# Exercise description
Search the records below for the word "impl". Copy each line where it occurs.

# Input for this task

——

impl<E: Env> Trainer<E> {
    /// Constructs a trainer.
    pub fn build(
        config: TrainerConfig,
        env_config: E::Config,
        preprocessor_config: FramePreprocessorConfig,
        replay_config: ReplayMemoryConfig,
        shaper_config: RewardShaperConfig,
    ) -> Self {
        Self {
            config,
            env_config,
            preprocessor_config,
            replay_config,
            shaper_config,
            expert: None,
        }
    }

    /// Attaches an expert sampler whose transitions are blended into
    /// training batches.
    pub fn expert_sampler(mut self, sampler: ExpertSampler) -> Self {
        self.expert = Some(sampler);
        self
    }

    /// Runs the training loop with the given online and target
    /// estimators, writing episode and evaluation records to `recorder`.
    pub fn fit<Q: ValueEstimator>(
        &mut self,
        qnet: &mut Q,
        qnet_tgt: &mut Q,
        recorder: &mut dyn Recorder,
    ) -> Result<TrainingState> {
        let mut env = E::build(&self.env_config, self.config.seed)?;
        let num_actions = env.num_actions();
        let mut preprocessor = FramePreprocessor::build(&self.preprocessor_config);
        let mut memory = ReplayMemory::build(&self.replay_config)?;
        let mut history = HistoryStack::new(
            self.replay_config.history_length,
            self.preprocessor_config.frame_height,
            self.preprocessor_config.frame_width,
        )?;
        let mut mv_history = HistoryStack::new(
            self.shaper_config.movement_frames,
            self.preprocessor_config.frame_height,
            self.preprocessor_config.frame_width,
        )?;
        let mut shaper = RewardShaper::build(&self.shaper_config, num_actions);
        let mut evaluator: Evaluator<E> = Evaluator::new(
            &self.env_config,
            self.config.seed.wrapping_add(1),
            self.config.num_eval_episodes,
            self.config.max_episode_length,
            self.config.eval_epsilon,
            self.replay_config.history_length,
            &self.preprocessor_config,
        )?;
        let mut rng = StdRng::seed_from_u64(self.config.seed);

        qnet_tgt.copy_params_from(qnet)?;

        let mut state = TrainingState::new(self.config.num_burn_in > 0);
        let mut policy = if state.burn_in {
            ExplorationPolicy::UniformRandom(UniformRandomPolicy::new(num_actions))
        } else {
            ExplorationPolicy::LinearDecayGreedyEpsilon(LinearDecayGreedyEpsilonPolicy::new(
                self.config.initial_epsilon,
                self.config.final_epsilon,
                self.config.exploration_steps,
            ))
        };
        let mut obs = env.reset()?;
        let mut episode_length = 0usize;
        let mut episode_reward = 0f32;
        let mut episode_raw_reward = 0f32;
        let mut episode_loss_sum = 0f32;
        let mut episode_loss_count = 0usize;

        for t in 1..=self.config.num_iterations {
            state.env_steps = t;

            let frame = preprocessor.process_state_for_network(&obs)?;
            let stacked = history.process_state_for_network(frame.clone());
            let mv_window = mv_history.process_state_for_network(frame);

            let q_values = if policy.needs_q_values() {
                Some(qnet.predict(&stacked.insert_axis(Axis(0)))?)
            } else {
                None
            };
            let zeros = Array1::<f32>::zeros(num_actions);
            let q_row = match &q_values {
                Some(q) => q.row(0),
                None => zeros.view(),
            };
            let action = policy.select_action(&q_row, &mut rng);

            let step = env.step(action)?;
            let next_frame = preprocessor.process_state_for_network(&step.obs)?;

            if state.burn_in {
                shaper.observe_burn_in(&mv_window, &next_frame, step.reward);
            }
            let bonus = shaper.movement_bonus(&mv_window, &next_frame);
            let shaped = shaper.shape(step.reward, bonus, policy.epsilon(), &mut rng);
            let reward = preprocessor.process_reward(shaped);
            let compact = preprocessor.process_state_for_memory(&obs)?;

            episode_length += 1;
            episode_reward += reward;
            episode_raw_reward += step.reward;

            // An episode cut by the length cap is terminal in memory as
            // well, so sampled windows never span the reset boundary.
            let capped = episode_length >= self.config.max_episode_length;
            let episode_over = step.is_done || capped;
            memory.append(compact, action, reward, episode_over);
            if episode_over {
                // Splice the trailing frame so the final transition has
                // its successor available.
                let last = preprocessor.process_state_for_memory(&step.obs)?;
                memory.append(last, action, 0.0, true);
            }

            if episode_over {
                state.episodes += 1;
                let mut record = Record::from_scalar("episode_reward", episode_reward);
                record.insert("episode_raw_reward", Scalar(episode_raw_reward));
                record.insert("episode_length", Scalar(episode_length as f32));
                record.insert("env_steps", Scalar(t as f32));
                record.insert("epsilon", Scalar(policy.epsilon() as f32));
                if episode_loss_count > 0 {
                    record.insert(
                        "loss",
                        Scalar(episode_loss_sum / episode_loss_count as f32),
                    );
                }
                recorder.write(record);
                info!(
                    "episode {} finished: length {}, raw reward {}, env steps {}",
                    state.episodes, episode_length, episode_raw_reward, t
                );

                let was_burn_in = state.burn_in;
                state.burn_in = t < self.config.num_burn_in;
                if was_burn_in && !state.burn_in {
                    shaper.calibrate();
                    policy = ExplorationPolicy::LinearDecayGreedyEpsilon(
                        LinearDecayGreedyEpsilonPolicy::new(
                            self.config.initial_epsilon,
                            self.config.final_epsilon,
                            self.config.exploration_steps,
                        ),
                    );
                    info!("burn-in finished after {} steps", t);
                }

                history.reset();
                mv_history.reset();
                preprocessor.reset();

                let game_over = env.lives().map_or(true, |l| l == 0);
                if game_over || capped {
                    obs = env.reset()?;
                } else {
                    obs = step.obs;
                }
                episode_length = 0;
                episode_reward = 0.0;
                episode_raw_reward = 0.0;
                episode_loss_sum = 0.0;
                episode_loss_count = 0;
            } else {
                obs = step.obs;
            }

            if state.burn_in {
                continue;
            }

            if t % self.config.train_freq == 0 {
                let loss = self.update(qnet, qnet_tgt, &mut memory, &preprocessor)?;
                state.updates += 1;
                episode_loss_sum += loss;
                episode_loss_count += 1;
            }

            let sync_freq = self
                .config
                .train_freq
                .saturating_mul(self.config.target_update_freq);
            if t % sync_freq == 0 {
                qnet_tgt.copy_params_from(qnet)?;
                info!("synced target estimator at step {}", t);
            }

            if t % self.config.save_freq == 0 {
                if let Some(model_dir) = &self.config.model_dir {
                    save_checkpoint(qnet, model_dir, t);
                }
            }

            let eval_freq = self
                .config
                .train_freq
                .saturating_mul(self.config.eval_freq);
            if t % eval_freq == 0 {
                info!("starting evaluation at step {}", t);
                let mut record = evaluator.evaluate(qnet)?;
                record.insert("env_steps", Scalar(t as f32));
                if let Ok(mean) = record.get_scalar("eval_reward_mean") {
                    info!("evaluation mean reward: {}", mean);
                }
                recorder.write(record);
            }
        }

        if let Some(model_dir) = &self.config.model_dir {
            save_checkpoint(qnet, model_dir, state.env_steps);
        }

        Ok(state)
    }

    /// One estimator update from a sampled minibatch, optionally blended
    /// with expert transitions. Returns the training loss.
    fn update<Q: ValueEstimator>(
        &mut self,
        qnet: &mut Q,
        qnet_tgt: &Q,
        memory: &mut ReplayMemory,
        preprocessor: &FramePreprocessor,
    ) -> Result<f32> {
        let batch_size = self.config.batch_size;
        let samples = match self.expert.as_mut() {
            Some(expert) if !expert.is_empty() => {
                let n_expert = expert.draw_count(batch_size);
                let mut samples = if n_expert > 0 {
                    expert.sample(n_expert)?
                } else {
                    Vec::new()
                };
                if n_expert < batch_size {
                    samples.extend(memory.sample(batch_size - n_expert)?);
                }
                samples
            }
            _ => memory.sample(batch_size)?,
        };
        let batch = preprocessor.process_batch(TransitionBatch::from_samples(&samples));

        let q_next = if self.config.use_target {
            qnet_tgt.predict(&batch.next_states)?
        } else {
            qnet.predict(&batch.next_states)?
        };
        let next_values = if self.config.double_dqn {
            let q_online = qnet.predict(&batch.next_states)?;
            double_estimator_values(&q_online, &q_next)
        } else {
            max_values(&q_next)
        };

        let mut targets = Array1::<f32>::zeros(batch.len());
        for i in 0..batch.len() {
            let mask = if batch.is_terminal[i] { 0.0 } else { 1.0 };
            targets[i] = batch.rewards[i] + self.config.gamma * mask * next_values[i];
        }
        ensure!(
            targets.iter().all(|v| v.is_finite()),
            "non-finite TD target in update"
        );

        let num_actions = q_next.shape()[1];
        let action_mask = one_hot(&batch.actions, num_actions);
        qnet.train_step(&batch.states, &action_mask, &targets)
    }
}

——

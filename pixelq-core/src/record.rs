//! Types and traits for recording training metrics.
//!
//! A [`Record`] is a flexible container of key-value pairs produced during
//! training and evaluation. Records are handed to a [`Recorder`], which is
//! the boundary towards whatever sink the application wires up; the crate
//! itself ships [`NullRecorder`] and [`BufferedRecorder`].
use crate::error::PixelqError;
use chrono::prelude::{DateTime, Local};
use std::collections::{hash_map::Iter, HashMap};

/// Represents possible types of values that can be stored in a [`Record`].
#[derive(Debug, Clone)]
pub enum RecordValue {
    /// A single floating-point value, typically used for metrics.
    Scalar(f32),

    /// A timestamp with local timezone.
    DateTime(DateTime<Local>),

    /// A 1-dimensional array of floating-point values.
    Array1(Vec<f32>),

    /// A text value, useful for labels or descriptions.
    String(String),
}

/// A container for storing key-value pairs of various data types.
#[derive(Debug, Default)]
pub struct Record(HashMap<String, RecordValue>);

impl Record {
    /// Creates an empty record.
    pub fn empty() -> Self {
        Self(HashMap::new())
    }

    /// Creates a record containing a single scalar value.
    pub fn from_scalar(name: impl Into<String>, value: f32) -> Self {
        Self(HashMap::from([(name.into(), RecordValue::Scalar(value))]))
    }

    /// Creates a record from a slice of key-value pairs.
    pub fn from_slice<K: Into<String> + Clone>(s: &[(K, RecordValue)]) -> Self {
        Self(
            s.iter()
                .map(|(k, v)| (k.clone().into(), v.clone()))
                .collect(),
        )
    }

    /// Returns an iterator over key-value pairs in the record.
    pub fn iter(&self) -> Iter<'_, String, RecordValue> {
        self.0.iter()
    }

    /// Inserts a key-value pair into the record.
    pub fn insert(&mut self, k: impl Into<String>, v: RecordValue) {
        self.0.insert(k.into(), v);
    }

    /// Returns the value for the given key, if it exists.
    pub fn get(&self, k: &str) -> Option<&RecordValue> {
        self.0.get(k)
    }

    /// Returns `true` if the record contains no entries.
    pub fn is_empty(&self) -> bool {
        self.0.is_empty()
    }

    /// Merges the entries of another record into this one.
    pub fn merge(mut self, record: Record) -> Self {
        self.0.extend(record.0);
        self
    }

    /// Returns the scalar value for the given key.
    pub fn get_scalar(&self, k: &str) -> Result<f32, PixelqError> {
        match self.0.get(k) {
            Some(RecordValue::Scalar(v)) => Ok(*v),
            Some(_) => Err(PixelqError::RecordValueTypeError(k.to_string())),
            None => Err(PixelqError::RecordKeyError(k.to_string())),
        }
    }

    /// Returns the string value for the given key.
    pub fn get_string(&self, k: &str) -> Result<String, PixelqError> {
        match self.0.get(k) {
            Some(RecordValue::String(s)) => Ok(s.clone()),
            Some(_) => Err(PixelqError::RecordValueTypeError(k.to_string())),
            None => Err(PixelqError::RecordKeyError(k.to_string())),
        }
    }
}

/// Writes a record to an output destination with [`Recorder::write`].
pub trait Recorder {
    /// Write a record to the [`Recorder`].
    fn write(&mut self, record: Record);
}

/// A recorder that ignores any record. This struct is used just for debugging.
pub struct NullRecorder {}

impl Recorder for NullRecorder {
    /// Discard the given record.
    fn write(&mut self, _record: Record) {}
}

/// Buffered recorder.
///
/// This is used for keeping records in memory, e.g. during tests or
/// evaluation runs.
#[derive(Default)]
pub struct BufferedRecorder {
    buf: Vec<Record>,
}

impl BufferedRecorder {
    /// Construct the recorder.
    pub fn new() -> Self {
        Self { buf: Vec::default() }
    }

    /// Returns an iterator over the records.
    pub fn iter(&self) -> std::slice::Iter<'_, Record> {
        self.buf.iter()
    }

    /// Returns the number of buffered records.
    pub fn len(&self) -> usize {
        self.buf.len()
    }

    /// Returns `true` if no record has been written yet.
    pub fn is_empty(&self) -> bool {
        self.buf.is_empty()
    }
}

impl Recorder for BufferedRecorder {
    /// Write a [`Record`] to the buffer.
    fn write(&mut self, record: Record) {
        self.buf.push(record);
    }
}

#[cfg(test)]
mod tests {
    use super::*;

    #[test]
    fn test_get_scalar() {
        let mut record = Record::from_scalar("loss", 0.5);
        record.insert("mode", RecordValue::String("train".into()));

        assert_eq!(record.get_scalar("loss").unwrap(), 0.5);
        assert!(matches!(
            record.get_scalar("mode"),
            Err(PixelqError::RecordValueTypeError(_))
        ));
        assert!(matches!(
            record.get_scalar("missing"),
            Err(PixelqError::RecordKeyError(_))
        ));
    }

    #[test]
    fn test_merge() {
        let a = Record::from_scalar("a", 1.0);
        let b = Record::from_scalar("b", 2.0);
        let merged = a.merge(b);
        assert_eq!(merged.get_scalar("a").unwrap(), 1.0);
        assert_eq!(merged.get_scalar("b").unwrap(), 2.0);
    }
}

——

# Task solution
impl<E: Env> Trainer<E> {
impl Record {
    pub fn from_scalar(name: impl Into<String>, value: f32) -> Self {
    pub fn insert(&mut self, k: impl Into<String>, v: RecordValue) {
impl Recorder for NullRecorder {
impl BufferedRecorder {
impl Recorder for BufferedRecorder {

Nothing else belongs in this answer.